00:16:19.260Um, he, I, I, I'm, I, I'm not, I guess I'm not going to speak to so much to the different cultural references and things like that in there.
00:16:30.440Um, except to say that the overall feel of it is, is that the only people in the universe who are really, um, players in this are white people.
00:16:40.000I mean, ethnically, that seems to be the underlying assumption.
00:16:43.560There's one little reference to somebody who has a hint of an epicanthic fold.
00:16:48.100Uh, but, uh, otherwise, you know, everybody else seems to be Europaid.
00:16:53.920Uh, there are no aliens with, uh, you know, beaks or, uh, trunks or, uh, extra tentacles or things like that.

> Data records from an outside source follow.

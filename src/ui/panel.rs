/// Side panel rendering
use iced::widget::{button, column, container, horizontal_space, row, scrollable, text, Image};
use iced::{Alignment, Element, Length};

use crate::fetch::photo::{ImageCache, ImageSlot};
use crate::state::app::PANEL_WIDTH;
use crate::state::panel::{LocationView, PanelContent, PanelEntry, SidePanel};
use crate::Message;

const THUMBNAIL_BOX: f32 = 120.0;

const WELCOME: [&str; 2] = [
    "Click on any purple marker on the map to view historical photos at that location.",
    "Or click the \"About\" link to learn more about this project.",
];

const ABOUT: [(&str, &str); 4] = [
    (
        "About OldSTL",
        "OldSTL is an interactive map of historical photographs of St. Louis, Missouri. \
         Each vintage image is placed where it was taken. The project is inspired by OldSF.org, \
         which does the same for San Francisco.",
    ),
    (
        "How to Use",
        "Drag and scroll to explore the map. Click the year range to open the slider and \
         narrow the photos to a period. Click a marker to list every photo at that location \
         here, and click a photo to see it full size.",
    ),
    (
        "Technology",
        "Built in Rust with iced. Map coordinates use the Web Mercator projection of \
         OpenStreetMap tiles.",
    ),
    (
        "Credits",
        "Placeholder images provided by Unsplash. Replace them with historical St. Louis \
         photos for production use.",
    ),
];

pub fn view<'a>(panel: &'a SidePanel, images: &'a ImageCache) -> Element<'a, Message> {
    let body: Element<'a, Message> = match panel.content() {
        PanelContent::Empty => column![].into(),
        PanelContent::Welcome => welcome(),
        PanelContent::About => about(),
        PanelContent::Location(view) => location(view, images),
    };

    let close = row![
        horizontal_space(),
        button(text("✕").size(16))
            .on_press(Message::ClosePanel)
            .style(button::text),
    ];

    container(column![close, scrollable(body).height(Length::Fill)].spacing(8))
        .width(Length::Fixed(PANEL_WIDTH as f32))
        .height(Length::Fill)
        .padding(12)
        .style(container::rounded_box)
        .into()
}

fn welcome<'a>() -> Element<'a, Message> {
    let mut content = column![text("Welcome to OldSTL").size(22)].spacing(10);
    for line in WELCOME {
        content = content.push(text(line).size(14));
    }
    content.into()
}

fn about<'a>() -> Element<'a, Message> {
    let mut content = column![].spacing(10);
    for (heading, body) in ABOUT {
        content = content.push(text(heading).size(20)).push(text(body).size(14));
    }
    content.into()
}

fn location<'a>(view: &'a LocationView, images: &'a ImageCache) -> Element<'a, Message> {
    let mut list = column![text(&view.heading).size(20)].spacing(12);
    for entry in &view.entries {
        list = list.push(entry_row(entry, images));
    }
    list.into()
}

fn entry_row<'a>(entry: &'a PanelEntry, images: &'a ImageCache) -> Element<'a, Message> {
    let thumbnail: Element<'a, Message> = match images.get(&entry.thumbnail_url) {
        Some(ImageSlot::Ready(handle)) => Image::new(handle.clone())
            .width(Length::Fixed(THUMBNAIL_BOX))
            .into(),
        Some(ImageSlot::Failed) => placeholder("No image"),
        _ => placeholder("Loading…"),
    };

    let info = column![
        text(&entry.title).size(15),
        text(&entry.date_label).size(13),
        text(&entry.description).size(13),
    ]
    .spacing(4);

    button(row![thumbnail, info].spacing(10).align_y(Alignment::Start))
        .on_press(Message::OpenModal(entry.id.clone()))
        .style(button::text)
        .width(Length::Fill)
        .into()
}

fn placeholder<'a>(label: &'a str) -> Element<'a, Message> {
    container(text(label).size(12))
        .width(Length::Fixed(THUMBNAIL_BOX))
        .height(Length::Fixed(THUMBNAIL_BOX * 0.75))
        .center_x(Length::Fixed(THUMBNAIL_BOX))
        .center_y(Length::Fixed(THUMBNAIL_BOX * 0.75))
        .style(container::bordered_box)
        .into()
}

00:17:01.720It's just a, it's a human universe, um, with, uh, with people who all seem to be described, uh, and who feel spiritually to be quite European.
00:17:13.660And that said, you know, there are different peoples, uh, in the, uh, in the cosmos.
00:17:18.100And there are different fields to the planets because they've evolved, uh, for thousands of years in semi-isolation.
00:17:26.160Because the thing about space travel is that things are very widely scattered.
00:17:29.880And what that means, uh, is, and this is Herbert's thinking, you know, at the end of the Roman Empire, with the breakdown of central authority and communications, the roads stopped, you know, working and things like that.